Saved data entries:
Start of Block

//! Fixed-length history buffers backing the live charts.

use std::collections::VecDeque;

use chrono::{DateTime, Duration as ChronoDuration, Local};

use crate::types::{DiskUsage, MetricsSnapshot};

/// Points kept per chart channel.
pub const WINDOW_LEN: usize = 60;

pub fn push_capped<T>(dq: &mut VecDeque<T>, v: T, cap: usize) {
    if dq.len() == cap {
        dq.pop_front();
    }
    dq.push_back(v);
}

/// Sliding window that always holds exactly `capacity` entries, oldest first.
#[derive(Debug, Clone)]
pub struct RollingWindow<T> {
    buf: VecDeque<T>,
    cap: usize,
}

impl<T> RollingWindow<T> {
    pub fn from_fn(cap: usize, f: impl FnMut(usize) -> T) -> Self {
        let buf: VecDeque<T> = (0..cap).map(f).collect();
        Self { buf, cap }
    }

    pub fn push(&mut self, v: T) {
        push_capped(&mut self.buf, v, self.cap);
    }

    pub fn len(&self) -> usize {
        self.buf.len()
    }

    pub fn is_empty(&self) -> bool {
        self.buf.is_empty()
    }

    pub fn latest(&self) -> Option<&T> {
        self.buf.back()
    }

    pub fn iter(&self) -> impl DoubleEndedIterator<Item = &T> + ExactSizeIterator + '_ {
        self.buf.iter()
    }
}

impl<T: Clone> RollingWindow<T> {
    pub fn filled(cap: usize, fill: T) -> Self {
        Self::from_fn(cap, |_| fill.clone())
    }
}

impl RollingWindow<f64> {
    pub fn max(&self) -> f64 {
        self.buf.iter().copied().fold(0.0, f64::max)
    }

    /// Integer points for ratatui sparklines. Negative or NaN values draw as zero.
    pub fn to_points(&self, scale: f64) -> Vec<u64> {
        self.buf
            .iter()
            .map(|v| {
                let p = (v * scale).round();
                if p.is_finite() && p > 0.0 {
                    p as u64
                } else {
                    0
                }
            })
            .collect()
    }
}

pub fn format_label(at: DateTime<Local>) -> String {
    at.format("%H:%M:%S").to_string()
}

/// Live chart channels plus the shared time-label sequence.
#[derive(Debug, Clone)]
pub struct LiveCharts {
    pub labels: RollingWindow<String>,
    pub cpu: RollingWindow<f64>,
    pub memory: RollingWindow<f64>,
    pub net_rx: RollingWindow<f64>,
    pub net_tx: RollingWindow<f64>,
}

impl LiveCharts {
    /// Zero-filled channels with labels counting back from `now` one second apart.
    pub fn new(now: DateTime<Local>) -> Self {
        let labels = RollingWindow::from_fn(WINDOW_LEN, |i| {
            let back = (WINDOW_LEN - 1 - i) as i64;
            format_label(now - ChronoDuration::seconds(back))
        });
        Self {
            labels,
            cpu: RollingWindow::filled(WINDOW_LEN, 0.0),
            memory: RollingWindow::filled(WINDOW_LEN, 0.0),
            net_rx: RollingWindow::filled(WINDOW_LEN, 0.0),
            net_tx: RollingWindow::filled(WINDOW_LEN, 0.0),
        }
    }

    /// Called once per received snapshot, in arrival order.
    pub fn push(&mut self, m: &MetricsSnapshot, label: String) {
        self.labels.push(label);
        self.cpu.push(m.cpu.current_load_pct);
        self.memory.push(m.memory.used_pct);
        self.net_rx.push(m.rx_bytes_per_sec());
        self.net_tx.push(m.tx_bytes_per_sec());
    }
}

/// Per-core history; resets when the core count changes.
pub struct PerCoreHistory {
    pub deques: Vec<VecDeque<u16>>,
    cap: usize,
}

impl PerCoreHistory {
    pub fn new(cap: usize) -> Self {
        Self {
            deques: Vec::new(),
            cap,
        }
    }

    pub fn ensure_cores(&mut self, n: usize) {
        if self.deques.len() == n {
            return;
        }
        self.deques = (0..n).map(|_| VecDeque::with_capacity(self.cap)).collect();
    }

    pub fn push_samples(&mut self, samples: &[f64]) {
        self.ensure_cores(samples.len());
        for (i, v) in samples.iter().enumerate() {
            let val = v.clamp(0.0, 100.0).round() as u16;
            push_capped(&mut self.deques[i], val, self.cap);
        }
    }
}

/// Latest disk usage. Replaced wholesale, never windowed.
#[derive(Debug, Default)]
pub struct DiskPanel {
    volumes: Vec<DiskUsage>,
    rebuild: bool,
}

impl DiskPanel {
    pub fn update(&mut self, disks: &[DiskUsage]) {
        if disks.is_empty() {
            return;
        }
        let volumes: Vec<DiskUsage> = disks.iter().filter(|d| d.size_bytes > 0).cloned().collect();
        if volumes.len() != self.volumes.len() {
            self.rebuild = true;
        }
        self.volumes = volumes;
    }

    pub fn volumes(&self) -> &[DiskUsage] {
        &self.volumes
    }

    pub fn needs_rebuild(&self) -> bool {
        self.rebuild
    }

    /// Reports and clears the rebuild flag.
    pub fn take_rebuild(&mut self) -> bool {
        std::mem::take(&mut self.rebuild)
    }
}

End of Block

§ **PROBLEM DESCRIPTION**
How many lines in the records above contain the word "struct"? Reply with the number and nothing more.

§ **TASK RESPONSE**
4